Exercise: Using the word "report" as the filter, copy each matching line from the records.

Material to process:
▼
//! Embedded HTTP listener for bank notifications relayed by the phone.
//!
//! The listener owns a dedicated multi-thread tokio runtime so the host
//! application can stay synchronous. `start()` binds on the caller's thread
//! and returns once the socket is listening; `stop()` drains in-flight
//! requests up to the configured timeout and releases the port.

use super::gates::{Rejection, RequestPipeline};
use super::rate_limit::RateLimiter;
use super::registry::{HandlerId, HandlerRegistry, NotificationHandler};
use super::request::{NotificationKind, NotificationRequest, ParsedNotification, RequestHead};
use crate::clock::Clock;
use crate::config::NotificationConfig;
use crate::DepotGuardError;
use axum::body::Body;
use axum::extract::{ConnectInfo, State};
use axum::http::{HeaderMap, Method, StatusCode};
use axum::response::{IntoResponse, Response};
use axum::routing::any;
use axum::{Json, Router};
use futures::StreamExt;
use serde_json::json;
use std::net::SocketAddr;
use std::sync::{Arc, Mutex, PoisonError};
use std::time::Duration;
use tokio::runtime::Runtime;
use tokio::sync::oneshot;
use tokio::task::JoinHandle;
use tracing::{debug, error, info, warn};

/// Grace given to abandoned tasks when the runtime is torn down.
const ABANDON_GRACE: Duration = Duration::from_millis(100);

struct AppState {
    pipeline: RequestPipeline,
    registry: Arc<HandlerRegistry>,
    clock: Arc<dyn Clock>,
}

struct Running {
    runtime: Runtime,
    local_addr: SocketAddr,
    shutdown_tx: oneshot::Sender<()>,
    serve_task: JoinHandle<()>,
    sweep_task: JoinHandle<()>,
}

/// The notification listener.
pub struct NotificationServer {
    config: NotificationConfig,
    clock: Arc<dyn Clock>,
    limiter: Arc<RateLimiter>,
    registry: Arc<HandlerRegistry>,
    running: Mutex<Option<Running>>,
}

impl std::fmt::Debug for NotificationServer {
    fn fmt(&self, f: &mut std::fmt::Formatter<'_>) -> std::fmt::Result {
        f.debug_struct("NotificationServer")
            .field("host", &self.config.host)
            .field("port", &self.config.port)
            .field("path", &self.config.path)
            .field("local_addr", &self.local_addr())
            .field("handlers", &self.registry.len())
            .finish_non_exhaustive()
    }
}

impl NotificationServer {
    /// Create a stopped server.
    pub fn new(config: NotificationConfig, clock: Arc<dyn Clock>) -> Result<Self, DepotGuardError> {
        config.validate()?;
        if config.shared_secret.is_none() {
            warn!("Notification listener has no shared secret; any host on the network can post");
        }
        Ok(Self {
            limiter: Arc::new(RateLimiter::new(&config.rate_limit)),
            registry: Arc::new(HandlerRegistry::new()),
            config,
            clock,
            running: Mutex::new(None),
        })
    }

    /// Bind and start serving. Returns the bound address.
    ///
    /// Calling `start` on a running server is a no-op.
    pub fn start(&self) -> Result<SocketAddr, DepotGuardError> {
        let mut running = self.running.lock().unwrap_or_else(PoisonError::into_inner);
        if let Some(current) = running.as_ref() {
            debug!(addr = %current.local_addr, "Notification listener already running");
            return Ok(current.local_addr);
        }

        // 1. Bind on the caller's thread so failures surface here
        let requested = format!("{}:{}", self.config.host, self.config.port);
        let std_listener = std::net::TcpListener::bind((self.config.host.as_str(), self.config.port))
            .map_err(|e| DepotGuardError::bind(requested.clone(), e))?;
        std_listener
            .set_nonblocking(true)
            .map_err(|e| DepotGuardError::bind(requested.clone(), e))?;
        let local_addr = std_listener
            .local_addr()
            .map_err(|e| DepotGuardError::bind(requested.clone(), e))?;

        // 2. Runtime
        let runtime = tokio::runtime::Builder::new_multi_thread()
            .worker_threads(self.config.worker_threads)
            .thread_name("depotguard-notify")
            .enable_all()
            .build()
            .map_err(|e| DepotGuardError::Runtime(format!("Failed to build runtime: {}", e)))?;
        let listener = {
            let _guard = runtime.enter();
            tokio::net::TcpListener::from_std(std_listener)
                .map_err(|e| DepotGuardError::bind(requested.clone(), e))?
        };

        // 3. Serve
        let state = Arc::new(AppState {
            pipeline: RequestPipeline::new(
                &self.config,
                Arc::clone(&self.limiter),
                Arc::clone(&self.clock),
            ),
            registry: Arc::clone(&self.registry),
            clock: Arc::clone(&self.clock),
        });
        let router = build_router(&self.config.path, state);
        let (shutdown_tx, shutdown_rx) = oneshot::channel::<()>();
        let serve_task = runtime.spawn(async move {
            let service = router.into_make_service_with_connect_info::<SocketAddr>();
            let result = axum::serve(listener, service)
                .with_graceful_shutdown(async move {
                    let _ = shutdown_rx.await;
                })
                .await;
            if let Err(e) = result {
                error!(error = %e, "Notification listener failed");
            }
        });

        // 4. Periodic eviction of idle rate-limit entries
        let limiter = Arc::clone(&self.limiter);
        let clock = Arc::clone(&self.clock);
        let period = Duration::from_secs(self.config.rate_limit.window_secs);
        let sweep_task = runtime.spawn(async move {
            let mut ticker = tokio::time::interval_at(tokio::time::Instant::now() + period, period);
            loop {
                ticker.tick().await;
                limiter.evict_stale(clock.now_utc());
            }
        });

        info!(
            addr = %local_addr,
            path = %self.config.path,
            "Notification listener started"
        );
        *running = Some(Running {
            runtime,
            local_addr,
            shutdown_tx,
            serve_task,
            sweep_task,
        });
        Ok(local_addr)
    }

    /// Stop serving, drain in-flight requests and clear the handler
    /// registry. A no-op when the server is not running.
    pub fn stop(&self) {
        let running = self
            .running
            .lock()
            .unwrap_or_else(PoisonError::into_inner)
            .take();
        let Some(Running {
            runtime,
            local_addr,
            shutdown_tx,
            serve_task,
            sweep_task,
        }) = running
        else {
            return;
        };

        info!(addr = %local_addr, "Stopping notification listener");
        let _ = shutdown_tx.send(());
        sweep_task.abort();

        // Runtime teardown blocks, which is not allowed on an async thread,
        // so it happens on a plain thread whatever the caller is.
        let drain = self.config.drain_timeout();
        let drained = std::thread::spawn(move || {
            let drained = runtime
                .block_on(async move { tokio::time::timeout(drain, serve_task).await.is_ok() });
            runtime.shutdown_timeout(ABANDON_GRACE);
            drained
        })
        .join()
        .unwrap_or(false);

        if !drained {
            warn!(
                addr = %local_addr,
                timeout_ms = drain.as_millis() as u64,
                "In-flight notification requests abandoned after drain timeout"
            );
        }
        self.registry.clear();
        info!(addr = %local_addr, "Notification listener stopped");
    }

    /// Add a handler. Allowed before or after `start`.
    pub fn register_handler<H>(&self, handler: H) -> HandlerId
    where
        H: NotificationHandler + 'static,
    {
        self.registry.register(handler)
    }

    /// Add a shared handler.
    pub fn register_shared(&self, handler: Arc<dyn NotificationHandler>) -> HandlerId {
        self.registry.register_arc(handler)
    }

    /// Whether handler `id` is still registered. Handlers are dropped by
    /// [`stop`](Self::stop).
    pub fn is_registered(&self, id: HandlerId) -> bool {
        self.registry.contains(id)
    }

    /// Whether the listener is serving.
    pub fn is_running(&self) -> bool {
        self.running
            .lock()
            .unwrap_or_else(PoisonError::into_inner)
            .is_some()
    }

    /// Bound address while running.
    pub fn local_addr(&self) -> Option<SocketAddr> {
        self.running
            .lock()
            .unwrap_or_else(PoisonError::into_inner)
            .as_ref()
            .map(|r| r.local_addr)
    }

    /// Number of registered handlers.
    pub fn handler_count(&self) -> usize {
        self.registry.len()
    }

    /// Number of sources currently tracked by the rate limiter.
    pub fn tracked_sources(&self) -> usize {
        self.limiter.tracked_sources()
    }

    /// Listener configuration.
    pub fn config(&self) -> &NotificationConfig {
        &self.config
    }
}

impl Drop for NotificationServer {
    fn drop(&mut self) {
        self.stop();
    }
}

fn build_router(path: &str, state: Arc<AppState>) -> Router {
    Router::new()
        .route(path, any(receive_notification))
        .fallback(not_found)
        .with_state(state)
}

async fn not_found() -> Response {
    Rejection::NotFound.into_response()
}

async fn receive_notification(
    State(state): State<Arc<AppState>>,
    ConnectInfo(peer): ConnectInfo<SocketAddr>,
    method: Method,
    headers: HeaderMap,
    body: Body,
) -> Response {
    let head = RequestHead::from_parts(&method, &headers, peer);
    match process(&state, head, body).await {
        Ok(response) => response,
        Err(rejection) => {
            warn!(
                source = %peer.ip(),
                reason = %rejection,
                status = rejection.status().as_u16(),
                "Notification request rejected"
            );
            rejection.into_response()
        }
    }
}

async fn process(state: &AppState, head: RequestHead, body: Body) -> Result<Response, Rejection> {
    // 1-4. Method, content type, source, declared length
    state.pipeline.admit_head(&head)?;

    // Body, capped while streaming
    let raw_body = read_body(body, state.pipeline.max_body_bytes()).await?;
    let request = NotificationRequest { head, raw_body };

    // 5-6. Payload, rate limit
    let payload = state.pipeline.admit_body(&request)?;
    let source = request.head.source;

    if !state.pipeline.package_allowed(payload.package.as_deref()) {
        debug!(
            source = %source,
            package = payload.package.as_deref().unwrap_or_default(),
            "Notification filtered by package"
        );
        return Ok(success("filtered"));
    }

    let kind = payload.kind;
    let notification = ParsedNotification::new(payload, source, state.clock.now_utc());
    let registry = Arc::clone(&state.registry);
    match tokio::task::spawn_blocking(move || registry.dispatch(&notification)).await {
        Ok(report) => debug!(
            source = %source,
            invoked = report.invoked,
            failed = report.failed,
            "Notification dispatched"
        ),
        Err(e) => error!(source = %source, error = %e, "Notification dispatch task failed"),
    }

    Ok(success(match kind {
        NotificationKind::Ping => "pong",
        NotificationKind::Message => "received",
    }))
}

async fn read_body(body: Body, limit: usize) -> Result<Vec<u8>, Rejection> {
    let mut stream = std::pin::pin!(body.into_data_stream());
    let mut buf = Vec::new();
    while let Some(chunk) = stream.next().await {
        let chunk = chunk.map_err(|e| {
            debug!(error = %e, "Failed to read notification body");
            Rejection::BadRequest
        })?;
        if buf.len() + chunk.len() > limit {
            return Err(Rejection::PayloadTooLarge);
        }
        buf.extend_from_slice(&chunk);
    }
    Ok(buf)
}

fn success(message: &'static str) -> Response {
    (
        StatusCode::OK,
        Json(json!({ "status": "success", "message": message })),
    )
        .into_response()
}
▲
Completed task:
        Ok(report) => debug!(
            invoked = report.invoked,
            failed = report.failed,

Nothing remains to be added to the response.